Nella prosa io accetto l’impostazione giocosa del postmodernismo, non per il suo squallido contenuto, ma per dare sfogo alle nuove tendenze letterarie. Molti critici spesso evidenziano una contraddizione morale tra la mia prosa religioso-filosofica e la mia grafica erotica. Infatti, questa contraddizione è ammissibile. Ma dentro di me tale ambiguità non ha messo le radici. Vedo la Creatura di Dio come “Amore puro” che non si oppone all’amore e alla carne dell’Uomo e non si fa antagonista alle sue passioni. La passione di carne non è in grado di umiliare l’uomo, esso stesso è artefice nell’umiliare la passione.

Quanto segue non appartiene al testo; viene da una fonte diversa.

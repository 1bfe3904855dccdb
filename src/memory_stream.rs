//! Memory-backed input stream.
//!
//! `MemoryStream` exposes a caller-owned byte buffer through the read, skip
//! and seek operations the JP2 and codestream readers need, without copying.

use crate::error::{HeaderError, ProbeError};

/// Direction a stream is opened in.
#[derive(Debug, Clone, Copy, PartialEq, Eq)]
pub enum StreamDirection {
    Input,
    Output,
}

/// A read-only cursor over a borrowed buffer of known length.
#[derive(Debug)]
pub struct MemoryStream<'a> {
    source: &'a [u8],
    position: usize,
}

impl<'a> MemoryStream<'a> {
    /// Binds `source` as the backing store of a new stream.
    ///
    /// An empty buffer has nothing to decode and an output stream cannot be
    /// backed by borrowed read-only memory; both are rejected here instead of
    /// failing later inside the codec.
    pub fn new(source: &'a [u8], direction: StreamDirection) -> Result<Self, ProbeError> {
        if direction != StreamDirection::Input {
            return Err(ProbeError::StreamInit("memory streams are read-only"));
        }
        if source.is_empty() {
            return Err(ProbeError::StreamInit("input buffer is empty"));
        }
        log::trace!("memory stream over {} bytes", source.len());
        Ok(Self {
            source,
            position: 0,
        })
    }

    pub fn len(&self) -> u64 {
        self.source.len() as u64
    }

    pub fn is_empty(&self) -> bool {
        self.source.is_empty()
    }

    pub fn position(&self) -> u64 {
        self.position as u64
    }

    pub fn remaining(&self) -> u64 {
        (self.source.len() - self.position) as u64
    }

    pub fn remaining_data(&self) -> &'a [u8] {
        &self.source[self.position..]
    }

    /// Copies up to `buffer.len()` bytes and returns how many were copied.
    /// Returns 0 once the end of the data is reached.
    pub fn read(&mut self, buffer: &mut [u8]) -> usize {
        let available = self.source.len() - self.position;
        let n = buffer.len().min(available);
        buffer[..n].copy_from_slice(&self.source[self.position..self.position + n]);
        self.position += n;
        n
    }

    pub fn read_bytes(&mut self, count: u64) -> Result<&'a [u8], HeaderError> {
        if count > self.remaining() {
            return Err(HeaderError::UnexpectedEndOfStream);
        }
        let start = self.position;
        self.position += count as usize;
        Ok(&self.source[start..self.position])
    }

    /// Consumes `count` bytes and returns a stream over just those bytes.
    pub fn sub_stream(&mut self, count: u64) -> Result<MemoryStream<'a>, HeaderError> {
        let source = self.read_bytes(count)?;
        Ok(MemoryStream {
            source,
            position: 0,
        })
    }

    fn read_array<const N: usize>(&mut self) -> Result<[u8; N], HeaderError> {
        let mut bytes = [0u8; N];
        if self.read(&mut bytes) != N {
            return Err(HeaderError::UnexpectedEndOfStream);
        }
        Ok(bytes)
    }

    pub fn read_u8(&mut self) -> Result<u8, HeaderError> {
        Ok(self.read_array::<1>()?[0])
    }

    pub fn read_u16(&mut self) -> Result<u16, HeaderError> {
        Ok(u16::from_be_bytes(self.read_array()?))
    }

    pub fn read_u32(&mut self) -> Result<u32, HeaderError> {
        Ok(u32::from_be_bytes(self.read_array()?))
    }

    pub fn read_u64(&mut self) -> Result<u64, HeaderError> {
        Ok(u64::from_be_bytes(self.read_array()?))
    }

    pub fn skip(&mut self, count: u64) -> Result<(), HeaderError> {
        self.read_bytes(count).map(|_| ())
    }

    pub fn seek(&mut self, position: u64) -> Result<(), HeaderError> {
        if position > self.len() {
            return Err(HeaderError::SeekOutOfRange(position));
        }
        self.position = position as usize;
        Ok(())
    }
}

#[cfg(test)]
mod tests {
    use super::*;

    #[test]
    fn test_rejects_empty_and_output() {
        assert!(matches!(
            MemoryStream::new(&[], StreamDirection::Input),
            Err(ProbeError::StreamInit(_))
        ));
        assert!(matches!(
            MemoryStream::new(&[1, 2, 3], StreamDirection::Output),
            Err(ProbeError::StreamInit(_))
        ));
    }

    #[test]
    fn test_big_endian_reads() {
        let data = [0x12, 0x34, 0x56, 0x78, 0x9A, 0xBC, 0xDE, 0xF0, 0x01, 0x02, 0x03, 0x04, 0x05, 0x06, 0x07];
        let mut stream = MemoryStream::new(&data, StreamDirection::Input).unwrap();
        assert_eq!(stream.read_u8().unwrap(), 0x12);
        assert_eq!(stream.read_u16().unwrap(), 0x3456);
        assert_eq!(stream.read_u32().unwrap(), 0x789ABCDE);
        assert_eq!(stream.read_u64().unwrap(), 0xF001020304050607);
        assert_eq!(stream.remaining(), 0);
        assert_eq!(stream.read_u8(), Err(HeaderError::UnexpectedEndOfStream));
    }

    #[test]
    fn test_short_read_at_end() {
        let data = [1, 2, 3];
        let mut stream = MemoryStream::new(&data, StreamDirection::Input).unwrap();
        let mut buffer = [0u8; 8];
        assert_eq!(stream.read(&mut buffer), 3);
        assert_eq!(&buffer[..3], &data);
        assert_eq!(stream.read(&mut buffer), 0);
    }

    #[test]
    fn test_skip_and_seek() {
        let data = [0u8, 1, 2, 3, 4, 5];
        let mut stream = MemoryStream::new(&data, StreamDirection::Input).unwrap();
        stream.skip(4).unwrap();
        assert_eq!(stream.position(), 4);
        assert_eq!(stream.skip(3), Err(HeaderError::UnexpectedEndOfStream));
        assert_eq!(stream.position(), 4);

        stream.seek(1).unwrap();
        assert_eq!(stream.read_u8().unwrap(), 1);
        stream.seek(6).unwrap();
        assert_eq!(stream.remaining(), 0);
        assert_eq!(stream.seek(7), Err(HeaderError::SeekOutOfRange(7)));
    }

    #[test]
    fn test_read_bytes_borrows_source() {
        let data = [9u8, 8, 7, 6];
        let mut stream = MemoryStream::new(&data, StreamDirection::Input).unwrap();
        let bytes = stream.read_bytes(2).unwrap();
        assert_eq!(bytes.as_ptr(), data.as_ptr());
        assert_eq!(stream.remaining_data(), &[7, 6]);
    }
}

La mia grafica erotica rispecchia un mio stile personale, ma l’occhio esperto di un critico può intravedere la scuola di due grandi artisti dell’erotismo, dell’inglese Aubrey Vincent Beardsley e del tedesco Hans Bellmer. Per quanto riguarda il campo del vocale jazz, mi sono ispirato alla cantante americana Ella Fitzgerald, all’americano Nat King Cole, appartengo alla scuola di jazz tradizionale. Sembrerebbe una contraddizione, ma adoro anche i brani del repertorio di Al Jarreau e di Adriano Celentano, amo la lirica della ballata. Preferisco brani che richiedono una grande voce, in modo che posso usare il mio strumento vocale al massimo.
Quali sono le fonti d’ispirazione poetica, artistica, nella Sua espressione policromatrica?

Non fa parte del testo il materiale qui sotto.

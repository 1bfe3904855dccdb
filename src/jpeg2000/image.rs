use crate::constants::CAP_HTJ2K_BIT;

/// Main-header metadata of a JPEG 2000 image.
///
/// Produced by reading the header of a codestream (and, for JP2 files, the
/// boxes in front of it). Nothing here refers to pixel data.
#[derive(Debug, Clone, Default)]
pub struct ImageHeader {
    /// Rsiz: capabilities / profile of the codestream.
    pub profile: u16,
    /// Horizontal offset of the image area on the reference grid.
    pub x_origin: u32,
    /// Vertical offset of the image area on the reference grid.
    pub y_origin: u32,
    /// Width of the reference grid (Xsiz).
    pub x_extent: u32,
    /// Height of the reference grid (Ysiz).
    pub y_extent: u32,
    /// Width of an individual tile. If it covers the image, there is only one tile.
    pub tile_width: u32,
    /// Height of an individual tile.
    pub tile_height: u32,
    /// Horizontal offset of the first tile on the reference grid.
    pub tile_x_origin: u32,
    /// Vertical offset of the first tile on the reference grid.
    pub tile_y_origin: u32,
    /// Component information (depth, signedness, subsampling) from SIZ.
    pub components: Vec<ComponentInfo>,
    /// Coding Style Default (COD) parameters.
    pub cod: Option<CodingStyle>,
    /// Quantization Default (QCD) parameters.
    pub qcd: Option<Quantization>,
    /// Capability (CAP) marker information.
    pub cap: Option<Capabilities>,
    /// Regions of interest, one per RGN segment.
    pub regions: Vec<RegionOfInterest>,
    /// Latin-1 comments from COM segments.
    pub comments: Vec<String>,
    /// Colour space declared by the container.
    pub color_space: ColorSpace,
    /// ICC profile carried by a JP2 colr box.
    pub icc_profile: Option<Vec<u8>>,
    /// JP2 ihdr box, absent for raw codestreams.
    pub jp2: Option<Jp2ImageHeader>,
    /// Resolution levels the decoder is configured to discard.
    pub reduce_factor: u32,
    /// Number of quality layers the decoder will decode.
    pub decoded_layers: u32,
}

/// Metadata for a single component from the SIZ marker.
#[derive(Debug, Clone, Copy, PartialEq, Eq, Default)]
pub struct ComponentInfo {
    /// bit depth (1..=38)
    pub depth: u8,
    /// true if signed, false if unsigned
    pub is_signed: bool,
    /// Horizontal subsampling factor
    pub dx: u8,
    /// Vertical subsampling factor
    pub dy: u8,
}

/// Coding Style Default (COD) marker information
#[derive(Debug, Clone, Default, PartialEq, Eq)]
pub struct CodingStyle {
    pub coding_style: u8,
    pub progression_order: u8,
    pub number_of_layers: u16,
    pub mct: u8,
    pub decomposition_levels: u8,
    pub codeblock_width_exp: u8,
    pub codeblock_height_exp: u8,
    pub codeblock_style: u8,
    pub transformation: u8,
    /// Precinct sizes if defined (Scod bit 0 set).
    /// One byte per resolution level (PPx + PPy<<4).
    pub precinct_sizes: Vec<u8>,
}

impl CodingStyle {
    pub fn resolution_levels(&self) -> u32 {
        self.decomposition_levels as u32 + 1
    }
}

/// Quantization Default (QCD) marker information
#[derive(Debug, Clone, Default, PartialEq, Eq)]
pub struct Quantization {
    pub quant_style: u8,
    pub step_sizes: Vec<u16>,
}

impl Quantization {
    pub fn guard_bits(&self) -> u8 {
        self.quant_style >> 5
    }
}

/// Capability (CAP) marker information (Part 15)
#[derive(Debug, Clone, Default, PartialEq, Eq)]
pub struct Capabilities {
    pub pcap: u32,
    pub ccap: Vec<u16>,
}

/// Region of interest signalled by an RGN segment.
#[derive(Debug, Clone, Copy, Default, PartialEq, Eq)]
pub struct RegionOfInterest {
    pub component_index: u16,
    pub roi_style: u8,
    pub shift_value: u8,
}

/// Contents of the JP2 image header (ihdr) box.
#[derive(Debug, Clone, Copy, Default, PartialEq, Eq)]
pub struct Jp2ImageHeader {
    pub height: u32,
    pub width: u32,
    pub component_count: u16,
    pub bits_per_component: u8,
    pub colourspace_unknown: bool,
    pub intellectual_property: bool,
}

/// Image colour space.
#[derive(Debug, Clone, Copy, PartialEq, Eq, Default)]
pub enum ColorSpace {
    /// Declared with a value this crate does not know.
    Unknown(u32),
    /// Not declared (raw codestreams, or ICC profiles).
    #[default]
    Unspecified,
    Srgb,
    Gray,
    Sycc,
    Eycc,
    Cmyk,
}

impl ColorSpace {
    /// Maps an enumerated colour space (EnumCS) of a colr box.
    pub fn from_enumerated(value: u32) -> Self {
        match value {
            12 => ColorSpace::Cmyk,
            16 => ColorSpace::Srgb,
            17 => ColorSpace::Gray,
            18 => ColorSpace::Sycc,
            24 => ColorSpace::Eycc,
            _ => ColorSpace::Unknown(value),
        }
    }
}

/// Divide by 2 to the power of b and round upwards.
#[inline]
fn ceil_div_pow2(a: u32, b: u32) -> u32 {
    ((a as u64 + (1u64 << b) - 1) >> b) as u32
}

impl ImageHeader {
    pub fn component_count(&self) -> u32 {
        self.components.len() as u32
    }

    pub fn width(&self) -> u32 {
        self.x_extent - self.x_origin
    }

    pub fn height(&self) -> u32 {
        self.y_extent - self.y_origin
    }

    pub fn tiles_across(&self) -> u32 {
        (self.x_extent - self.tile_x_origin).div_ceil(self.tile_width)
    }

    pub fn tiles_down(&self) -> u32 {
        (self.y_extent - self.tile_y_origin).div_ceil(self.tile_height)
    }

    /// Width of the decoded image once `reduce_factor` levels are discarded.
    pub fn reduced_width(&self) -> u32 {
        ceil_div_pow2(self.width(), self.reduce_factor)
    }

    pub fn reduced_height(&self) -> u32 {
        ceil_div_pow2(self.height(), self.reduce_factor)
    }

    /// True when the CAP marker announces HTJ2K block coding.
    pub fn is_htj2k(&self) -> bool {
        self.cap
            .as_ref()
            .is_some_and(|cap| cap.pcap & CAP_HTJ2K_BIT != 0)
    }
}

Osservazione della bellezza del Creato e nel contempo l’insoddisfazione esistenziale che sgorga. L’insoddisfazione non è legata ai problemi di tutti giorni o del mondo che ci circonda. Ma potrei asserire che è una forma di richiesta olistica esistenziale verso il mondo in essere, caduto nel buio del materialismo, privo della Luce Divina.
Una potente fonte d’ispirazione per me è l’amore per la Donna, verso questo universo emotivo ed estetico, che io, generalizzando, chiamo «le linee di Eva». Sono ammagliato e deliziato dalla magia del corpo femminile e della forza del suo magnetismo sessuale. Se la mia poesia che tocca i temi del destino, della morte e nei rari bagliori della gioia dell’esistenza, può esistere senza essere necessariamente legata all’universo femminile, la mia prosa, senza quell’iniziazione, non può proprio vigere.
Il tema principale della mia creatività religioso–filosofica è il rapporto tra il Creatore Supremo e l’Uomo, creato a Sua immagine e somiglianza, e dunque destinato nel suo arbitrio alla libertà e alla creatività.
Il tema dell’espressione creativa dell’Uomo come la forma di una sua giustificazione dinnanzi al Creatore, per me è centrale. L’ho appreso attraverso la filosofia di Nikolay Berdyaev, il grande filosofo russo in campo religioso della prima metà del XX secolo, che considero la mia guida spirituale.
Com’è scaturito il suo amore per l’Italia, per le città di Verona e di Venezia?
La città di Verona per me è un incrocio felice con il mio destino. Come un amore inatteso da un inizio tormentoso.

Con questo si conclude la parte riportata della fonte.